Fig. 1. Tusk of Indian elephant, showing an abnormal segmentation.

This point is well illustrated by the tusk of an Indian elephant which I lately found in a London sale-room. This tusk is by some unknown cause, presumably a chronic inflammation, thrown up into thirteen well-marked ridges which closely simulate a series of segments (Fig. 1). Whatever the cause the condition shows how easily a normally unsegmented structure may be converted into a series of repeated parts.

The spread of segmentation through tissues normally unsegmented is very clearly exemplified in the skates' jaws shown in in Fig. 2. The right side of the upper figure shows the normal arrangement in the species Rhinoptera jussieui, but the structure on the left side is very different. The probable relations of the several rows of teeth to the normal rows is indicated by the lettering, but it is evident that by the appearance of new planes of division constituting separate centers of growth, the series has been recast. The pattern of the left side is so definite that had the variation affected the right side also, no systematist would have hesitated to give the specimen a new specific name. The other two drawings show similar variations of a less extensive kind, the nature of which is explained by the lettering of the rows of teeth.

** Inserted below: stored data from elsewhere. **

use std::collections::BTreeSet;
use std::collections::HashSet;

use serde::Deserialize;
use serde::Serialize;

use crate::Dimension;
use crate::DocumentId;
use crate::config::ALL;
use crate::config::DEFAULT;
use crate::unit::ComponentTarget;
use crate::unit::FilterLists;
use crate::unit::UnitNode;

/// A leaf component with its fully resolved filter lists.
#[derive(Debug, Clone, PartialEq, Eq, Serialize, Deserialize)]
pub struct ResolvedComponent {
	pub name: String,
	pub scenarios: Vec<String>,
	pub levels: Vec<String>,
	/// Descriptive only; lecturers never produce tags.
	pub lecturers: Vec<String>,
}

/// The output of flattening a unit tree.
#[derive(Debug, Clone, Default, PartialEq, Eq, Serialize, Deserialize)]
pub struct Flattened {
	pub title: String,
	/// Selection tags in emission order, without duplicates.
	pub tags: Vec<String>,
	/// Leaf components in the order they were reached.
	pub leaves: Vec<ResolvedComponent>,
}

impl Flattened {
	/// The leaf documents explicitly requested by the configuration.
	pub fn seed(&self) -> BTreeSet<DocumentId> {
		self.leaves.iter().map(|leaf| leaf.name.clone()).collect()
	}
}

/// The tag for one `(component, dimension, value)` triple.
pub fn filter_tag(component: &str, dimension: Dimension, value: &str) -> String {
	format!("{component}_{}_{value}", dimension.key())
}

/// Resolve one dimension of a component against the inherited default.
///
/// - an omitted list inherits `inherited` as is;
/// - each `default` is replaced in place by `inherited`;
/// - any `all` collapses the list to `["all"]`.
///
/// Values keep their first occurrence only.
pub fn resolve_list(own: Option<&[String]>, inherited: &[String]) -> Vec<String> {
	let Some(own) = own else {
		return inherited.to_vec();
	};

	let mut seen = HashSet::new();
	let mut resolved = Vec::with_capacity(own.len() + inherited.len());
	for value in own {
		let expanded: &[String] = if value == DEFAULT {
			inherited
		} else {
			std::slice::from_ref(value)
		};
		for value in expanded {
			if seen.insert(value.as_str()) {
				resolved.push(value.clone());
			}
		}
	}

	if resolved.iter().any(|value| value == ALL) {
		return vec![ALL.to_string()];
	}

	resolved
}

fn resolve_all(own: &FilterLists, inherited: &FilterLists) -> FilterLists {
	Dimension::ALL
		.iter()
		.map(|dimension| {
			let inherited = inherited.get(dimension).map_or(&[][..], Vec::as_slice);
			let own = own.get(dimension).map(Vec::as_slice);
			(*dimension, resolve_list(own, inherited))
		})
		.collect()
}

/// Walk a validated unit tree and emit the selection tags for every leaf.
///
/// Each nested unit inherits the resolved lists of the component that
/// includes it. Where that component omits a dimension, the nested unit's
/// own `default_*` list applies instead, with `default` inside it meaning
/// the parent's value.
pub fn flatten(root: &UnitNode) -> Flattened {
	let mut flattened = Flattened {
		title: root.title.clone(),
		..Flattened::default()
	};
	let mut emitted = HashSet::new();
	let defaults = resolve_all(&root.defaults, &FilterLists::new());
	walk(root, &defaults, &mut flattened, &mut emitted);

	tracing::debug!(
		tags = flattened.tags.len(),
		leaves = flattened.leaves.len(),
		"flattened unit tree"
	);
	flattened
}

/// The defaults a nested unit starts from: the including component's
/// explicit lists win over the unit's own `default_*` lists.
fn nested_defaults(child: &UnitNode, given: &FilterLists, resolved: &FilterLists) -> FilterLists {
	Dimension::ALL
		.iter()
		.map(|dimension| {
			let inherited = resolved.get(dimension).map_or(&[][..], Vec::as_slice);
			let list = if given.contains_key(dimension) {
				inherited.to_vec()
			} else {
				resolve_list(child.defaults.get(dimension).map(Vec::as_slice), inherited)
			};
			(*dimension, list)
		})
		.collect()
}

fn walk(
	node: &UnitNode,
	defaults: &FilterLists,
	flattened: &mut Flattened,
	emitted: &mut HashSet<String>,
) {
	for component in &node.components {
		let resolved = resolve_all(&component.filters, defaults);

		match &component.target {
			ComponentTarget::Unit(child) => {
				let defaults = nested_defaults(child, &component.filters, &resolved);
				walk(child, &defaults, flattened, emitted);
			}
			ComponentTarget::Document => {
				let mut push = |tag: String| {
					if emitted.insert(tag.clone()) {
						flattened.tags.push(tag);
					}
				};
				push(component.name.clone());
				for dimension in Dimension::ALL.into_iter().filter(|d| d.emits_tags()) {
					for value in resolved.get(&dimension).into_iter().flatten() {
						push(filter_tag(&component.name, dimension, value));
					}
				}

				let list = |dimension: Dimension| resolved.get(&dimension).cloned().unwrap_or_default();
				flattened.leaves.push(ResolvedComponent {
					name: component.name.clone(),
					scenarios: list(Dimension::Scenarios),
					levels: list(Dimension::Levels),
					lecturers: list(Dimension::Lecturers),
				});
			}
		}
	}
}
use std::collections::BTreeMap;

use crate::CourseDiagnostic;
use crate::Document;
use crate::DocumentId;
use crate::Identifier;
use crate::diagnostic::DiagnosticKind;

/// Maps every provided identifier to the document that owns it.
///
/// Built fresh for each run. When two documents provide the same identifier
/// the later registration wins and a conflict diagnostic names both.
#[derive(Debug, Clone, Default)]
pub struct ProviderRegistry {
	owners: BTreeMap<Identifier, DocumentId>,
	diagnostics: Vec<CourseDiagnostic>,
}

impl ProviderRegistry {
	pub fn new() -> Self {
		Self::default()
	}

	/// Register every identifier provided by `documents`, in order.
	pub fn from_documents<'a>(documents: impl IntoIterator<Item = &'a Document>) -> Self {
		let mut registry = Self::new();
		for document in documents {
			for identifier in &document.tokens.provided {
				registry.register(&document.id, identifier);
			}
		}
		registry
	}

	/// Record `document` as the owner of `identifier`, overriding (and
	/// reporting) any different previous owner.
	pub fn register(&mut self, document: &str, identifier: &Identifier) {
		let previous = self
			.owners
			.insert(identifier.clone(), document.to_string());

		if let Some(previous) = previous.filter(|previous| previous != document) {
			self.diagnostics.push(
				CourseDiagnostic::new(
					document,
					DiagnosticKind::DuplicateProvider {
						identifier: identifier.clone(),
						previous,
					},
				)
				.emit(),
			);
		}
	}

	pub fn lookup(&self, identifier: &Identifier) -> Option<&DocumentId> {
		self.owners.get(identifier)
	}

	pub fn len(&self) -> usize {
		self.owners.len()
	}

	pub fn is_empty(&self) -> bool {
		self.owners.is_empty()
	}

	pub fn iter(&self) -> impl Iterator<Item = (&Identifier, &DocumentId)> {
		self.owners.iter()
	}

	/// Conflicts reported so far.
	pub fn diagnostics(&self) -> &[CourseDiagnostic] {
		&self.diagnostics
	}

	pub(crate) fn take_diagnostics(&mut self) -> Vec<CourseDiagnostic> {
		std::mem::take(&mut self.diagnostics)
	}
}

Fig. 2. Jaws of Skates (Rhinoptera) showing meristic variation. (For a detailed discussion see Materials for the Study of Variation, p. 259.)

This power to divide is a fundamental attribute of life, and of that power cell-division is a special example. In regard to almost all the chief vital phenomena we can say with truth that science has made some progress. If I mention respiration, metabolism, digestion, each of these words calls to mind something more than a bare statement that such acts are performed by an animal or a plant. Each stands for volumes of successful experiment and research, But the expression cell-division, the fundamental act which typifies the rest, and on which they all depend, remains a bare name. We can see with the microscope the outward symptoms of division, but we have no surmise as to the nature of the process by which the division is begun or accomplished. I know nothing which to a man well trained in scientific knowledge and method brings so vivid a realisation of our ignorance of the nature of life as the mystery of cell-division. What is a living thing? The best answer in few words that I know is one which my old teacher, Michael Foster, used to give in his lectures introductory to biology. "A living thing is a vortex of chemical and molecular change." This description gives much, if not all, that is of the essence of life. The living thing is unlike ordinary matter in the fact that, through it, matter is always passing. Matter is essential to it; but, provided that the flow in and out is unimpeded, the life-process can go on so far as we know indefinitely. Yet the living "vortex" differs from all others in the fact that it can divide and throw off other "vortices," through which again matter continually swirls.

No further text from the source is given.